Bantul
Pemkab Bantul Kesulitan Mendata dan Memantau Kesehatan Sapi di TPST Piyungan
DPPKP masih belum bisa mendata sapi-sapi yang berjumlah ribuan ini karena sapi dilepas untuk mencari makan sendiri di gunungan sampah.
Penulis: Amalia Nurul F | Editor: Gaya Lufityanti
Ia menambahkan, total populasi sapi di Bantul tercatat sebanyak 52.000 ekor.
Sedangkan untuk sapi yang masuk RPH setiap harinya bisa mencapai 10-13 ekor.
"Bantul memproduksi daging terbesar di DIY dan didistribusi di DIY juga. Di RPH sehari bisa sampai 10-13 (ekor) sejak RPH dibuka 24 jam," terangnya.
Baca: TPST Piyungan Masih Ditutup, Sampah di TPS Mandiri Melonjak Drastis
Sementara itu, satu dari pemilik sapi di TPST Piyungan, Narijo mengatakan, pemeriksaan kesehatan bagi sapi-sapi yang pasti hanya satu kali yakni jelang iduladha.
Selain itu, ia hanya sesekali memanggil dokter hewan jika ada sapi yang sakit.
"Kalau ada yang sakit, biasanya telepon dokter. Sama dicek (kesehatan) kalu mau qurban," kata Narijo yang memiliki delapan ekor sapi yang ia lepas di sekitar TPST Piyungan.
Narijo mengatakan, dulu, ada organisasi pemilik sapi TPST Piyungan. Kini organisasi tersebut sudah tak ada lagi.

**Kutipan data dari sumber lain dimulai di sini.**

impl Core {
    fn with_root(root: Kind) -> Self {
        let mut out = Buffer::with_capacity(64);
        out.write_i32(0);
        Core {
            out,
            stack: vec![Frame::new(root, 0)],
            root,
            sealed: false,
            extracted: false,
        }
    }

    pub fn new_document() -> Self {
        Core::with_root(Kind::Document)
    }

    pub fn new_array() -> Self {
        Core::with_root(Kind::Array)
    }

    /// Number of open frames, the root included. Zero once extracted.
    pub fn depth(&self) -> usize {
        self.stack.len()
    }

    fn reject(&self, what: &'static str) -> Error {
        debug!(what, depth = self.stack.len(), "rejected builder operation");
        Error::InvalidState(what)
    }

    fn top(&self) -> Result<&Frame> {
        if self.extracted {
            return Err(Error::Extracted);
        }
        self.stack.last().ok_or(Error::Extracted)
    }

    /// Checks there is a slot for a value in the current frame.
    fn check_value(&self) -> Result<()> {
        let top = self.top()?;
        if top.kind == Kind::Document && top.pending.is_none() {
            return Err(self.reject("value appended without a key"));
        }
        Ok(())
    }

    fn check_close(&self, kind: Kind) -> Result<()> {
        let top = self.top()?;
        if self.stack.len() < 2 {
            return Err(self.reject("nothing open to close"));
        }
        if top.kind != kind {
            return Err(match kind {
                Kind::Document => self.reject("closing a document while an array is open"),
                Kind::Array => self.reject("closing an array while a document is open"),
            });
        }
        if top.pending.is_some() {
            return Err(self.reject("closing a frame with a key waiting for its value"));
        }
        Ok(())
    }

    fn check_finished(&self, kind: Kind) -> Result<()> {
        let top = self.top()?;
        if self.root != kind {
            return Err(match kind {
                Kind::Document => self.reject("root is an array"),
                Kind::Array => self.reject("root is a document"),
            });
        }
        if self.stack.len() > 1 {
            return Err(self.reject("sub-document or sub-array still open"));
        }
        if top.pending.is_some() {
            return Err(self.reject("key waiting for its value"));
        }
        Ok(())
    }

    /// Fails unless `extra` more bytes, plus one terminator per open frame,
    /// still fit the root's length prefix.
    fn check_room(&self, extra: usize) -> Result<()> {
        let total = self
            .out
            .len()
            .saturating_add(extra)
            .saturating_add(self.stack.len());
        if total > MAX_LEN {
            return Err(self.reject("value too large"));
        }
        Ok(())
    }

    /// Bytes `begin_value` writes before the payload.
    fn header_len(&self) -> usize {
        match self.stack.last() {
            Some(top) if top.kind == Kind::Array => array_header_len(top.next_index),
            _ => 0,
        }
    }

    fn unseal(&mut self) {
        if self.sealed {
            self.out.truncate(self.out.len() - 1);
            self.sealed = false;
        }
    }

    fn seal(&mut self) -> Result<()> {
        if !self.sealed {
            done!(self.out, 0);
            self.sealed = true;
        }
        Ok(())
    }

    /// Writes the element header for a value of type `ty`. The caller checked
    /// the slot with `check_value`.
    fn begin_value(&mut self, ty: Type) -> Result<()> {
        self.unseal();
        let out = &mut self.out;
        let top = self.stack.last_mut().ok_or(Error::Extracted)?;
        match top.kind {
            Kind::Document => {
                let at = top.pending.take().ok_or(Error::InvalidState("no pending key"))?;
                out[at] = ty as u8;
            }
            Kind::Array => {
                let mut key = itoa::Buffer::new();
                out.write_u8(ty as u8);
                out.write_cstring(key.format(top.next_index));
                top.next_index += 1;
            }
        }
        Ok(())
    }

    /// Starts a new element named `key` in the current document.
    pub fn key_view(&mut self, key: &str) -> Result<&mut Self> {
        let top = self.top()?;
        if top.kind == Kind::Array {
            return Err(self.reject("keys are generated inside arrays"));
        }
        if top.pending.is_some() {
            return Err(self.reject("previous key has no value yet"));
        }
        if key.as_bytes().contains(&0) {
            debug!(key, "rejected key with interior nul");
            return Err(Error::InvalidKey);
        }
        self.check_room(key.len().saturating_add(2))?;
        self.unseal();
        let at = self.out.len();
        // placeholder tag, patched once the value type is known
        self.out.write_u8(Type::Null as u8);
        self.out.write_cstring(key);
        if let Some(top) = self.stack.last_mut() {
            top.pending = Some(at);
        }
        Ok(self)
    }

    /// Same as [`key_view`](Self::key_view) for keys built at runtime.
    pub fn key_owned(&mut self, key: impl AsRef<str>) -> Result<&mut Self> {
        self.key_view(key.as_ref())
    }

    /// Appends a value under the pending key, or as the next array element.
    pub fn append(&mut self, value: impl Append) -> Result<&mut Self> {
        value.append_to(self)?;
        Ok(self)
    }

    pub(crate) fn append_bson(&mut self, value: &Bson<'_>) -> Result<()> {
        self.check_value()?;
        check_payload(value)?;
        self.check_room(self.header_len().saturating_add(payload_len(value)))?;
        self.begin_value(value.element_type())?;
        write_payload(&mut self.out, value)
    }

    fn open(&mut self, kind: Kind) -> Result<&mut Self> {
        self.check_value()?;
        let ty = match kind {
            Kind::Document => Type::Document,
            Kind::Array => Type::Array,
        };
        self.check_room(self.header_len() + 5)?;
        self.begin_value(ty)?;
        let start = self.out.len();
        self.out.write_i32(0);
        self.stack.push(Frame::new(kind, start));
        Ok(self)
    }

    pub fn open_document(&mut self) -> Result<&mut Self> {
        self.open(Kind::Document)
    }

    pub fn open_array(&mut self) -> Result<&mut Self> {
        self.open(Kind::Array)
    }

    fn close(&mut self, kind: Kind) -> Result<&mut Self> {
        self.check_close(kind)?;
        let start = self.top()?.start;
        done!(self.out, start);
        self.stack.pop();
        Ok(self)
    }

    pub fn close_document(&mut self) -> Result<&mut Self> {
        self.close(Kind::Document)
    }

    pub fn close_array(&mut self) -> Result<&mut Self> {
        self.close(Kind::Array)
    }

    /// Copies every element of `view` into the current frame. Inside an
    /// array the copied elements are renumbered.
    pub fn concatenate(&mut self, view: DocumentView<'_>) -> Result<&mut Self> {
        let top = self.top()?;
        if top.pending.is_some() {
            return Err(self.reject("cannot concatenate after a key"));
        }
        let (kind, next_index) = (top.kind, top.next_index);
        // nothing is written unless the whole view decodes and fits
        let elements = view.iter().collect::<Result<Vec<Element>>>()?;
        let extra = elements.iter().enumerate().fold(0usize, |n, (i, element)| {
            let len = match kind {
                Kind::Document => element.raw().len(),
                Kind::Array => array_header_len(next_index + i) + element.payload().len(),
            };
            n.saturating_add(len)
        });
        self.check_room(extra)?;

        self.unseal();
        match kind {
            Kind::Document => {
                for element in &elements {
                    self.out.extend_from_slice(element.raw());
                }
            }
            Kind::Array => {
                for element in &elements {
                    self.begin_value(element.element_type())?;
                    self.out.extend_from_slice(element.payload());
                }
            }
        }
        Ok(self)
    }

    /// Appends a binary value of `len` zeroed bytes and hands the payload out
    /// for the caller to fill.
    pub fn append_binary_alloc(&mut self, subtype: BinarySubtype, len: usize) -> Result<&mut [u8]> {
        self.check_value()?;
        let needed = binary_header_len(subtype).saturating_add(len);
        self.check_room(self.header_len().saturating_add(needed))?;
        self.begin_value(Type::Binary)?;
        write_binary_header(&mut self.out, subtype, len)?;
        self.out.extend_repeating(0, len);
        Ok(self.out.tail_mut(len))
    }

    /// Borrows the finished root document.
    pub fn view_document(&mut self) -> Result<DocumentView<'_>> {
        self.check_finished(Kind::Document)?;
        self.seal()?;
        Ok(DocumentView::from_checked(self.out.as_slice()))
    }

    /// Borrows the finished root array.
    pub fn view_array(&mut self) -> Result<ArrayView<'_>> {
        self.check_finished(Kind::Array)?;
        self.seal()?;
        Ok(ArrayView::from_checked(self.out.as_slice()))
    }

    fn extract(&mut self, kind: Kind) -> Result<Vec<u8>> {
        self.check_finished(kind)?;
        self.seal()?;
        let out = std::mem::take(&mut self.out);
        self.stack.clear();
        self.extracted = true;
        Ok(out.to_vec())
    }

    /// Moves the finished root document out. The builder is unusable
    /// afterwards.
    pub fn extract_document(&mut self) -> Result<DocumentValue> {
        self.extract(Kind::Document).map(DocumentValue::from_checked)
    }

    /// Moves the finished root array out. The builder is unusable afterwards.
    pub fn extract_array(&mut self) -> Result<ArrayValue> {
        self.extract(Kind::Array).map(ArrayValue::from_checked)
    }

    /// Drops everything appended so far, keeping the root kind.
    pub fn clear(&mut self) -> Result<&mut Self> {
        if self.extracted {
            return Err(Error::Extracted);
        }
        self.out.clear();
        self.out.write_i32(0);
        self.stack.clear();
        self.stack.push(Frame::new(self.root, 0));
        self.sealed = false;
        Ok(self)
    }
}

fn check_payload(value: &Bson<'_>) -> Result<()> {
    match value {
        Bson::Regex(r) => {
            if r.regex.as_bytes().contains(&0) || r.options.as_bytes().contains(&0) {
                debug!("rejected regex with interior nul");
                return Err(Error::InvalidString);
            }
        }
        Bson::Oid(o) if !o.value.is_valid() => return Err(Error::InvalidOid),
        Bson::DbPointer(p) if !p.value.is_valid() => return Err(Error::InvalidOid),
        _ => {}
    }
    Ok(())
}

/// Type byte, then the array index as a cstring.
fn array_header_len(index: usize) -> usize {
    2 + itoa::Buffer::new().format(index).len()
}

fn binary_header_len(subtype: BinarySubtype) -> usize {
    match subtype {
        BinarySubtype::BinaryDeprecated => 9,
        _ => 5,
    }
}

/// Encoded size of the payload of `value`, saturating.
fn payload_len(value: &Bson<'_>) -> usize {
    let string = |s: &str| s.len().saturating_add(5);
    match value {
        Bson::Double(_) | Bson::Date(_) | Bson::Timestamp(_) | Bson::Int64(_) => 8,
        Bson::String(v) => string(&v.value),
        Bson::Code(v) => string(&v.code),
        Bson::Symbol(v) => string(&v.symbol),
        Bson::Document(v) => v.value.len(),
        Bson::Array(v) => v.value.len(),
        Bson::Binary(v) => binary_header_len(v.subtype).saturating_add(v.bytes.len()),
        Bson::Undefined(_) | Bson::Null(_) | Bson::MinKey(_) | Bson::MaxKey(_) => 0,
        Bson::Oid(_) => 12,
        Bson::Bool(_) => 1,
        Bson::Regex(v) => v.regex.len().saturating_add(v.options.len()).saturating_add(2),
        Bson::DbPointer(v) => string(&v.collection).saturating_add(12),
        Bson::CodeWScope(v) => string(&v.code).saturating_add(4).saturating_add(v.scope.len()),
        Bson::Int32(_) => 4,
        Bson::Decimal128(_) => 16,
    }
}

"Dulu ada organisasi pemilik sapi sekarang sudah bubar. Karena ketuanya meninggal, jadi nggak dilanjut," tuturnya.
Katanya, saat organisasi tersebut masih ada, dulu ada pendataan soal kondisi sapi. Bahkan sapi-sapi tersebut dipantau setiap hari.
"Kalau siang ada yang jaga bergilir lihat sapi-sapi biar nggak kecelakaan," terangnya.
Kecelakaan sepeti sapi tertimbun sampah atau terkena backhoe menjadi risiko yang harus ditanggung para pemilik sapi.
Baca: TPST Piyungan Kembali Dibuka Mulai Jumat Besok
"Sudah risiko, karena sebenarnya tidak diperbolehkan sapi-sapi di sana. Tapi semua sudah paham, jadi ya sudah nggak apa-apa," tuturnya.
Hal serupa juga dikatakan oleh Kismo, warga RT 3 Dusun Ngablak, Sitimulyo, Piyungan yang dulu juga sempat memelihara sapi yang dilepas di TPST Piyungan.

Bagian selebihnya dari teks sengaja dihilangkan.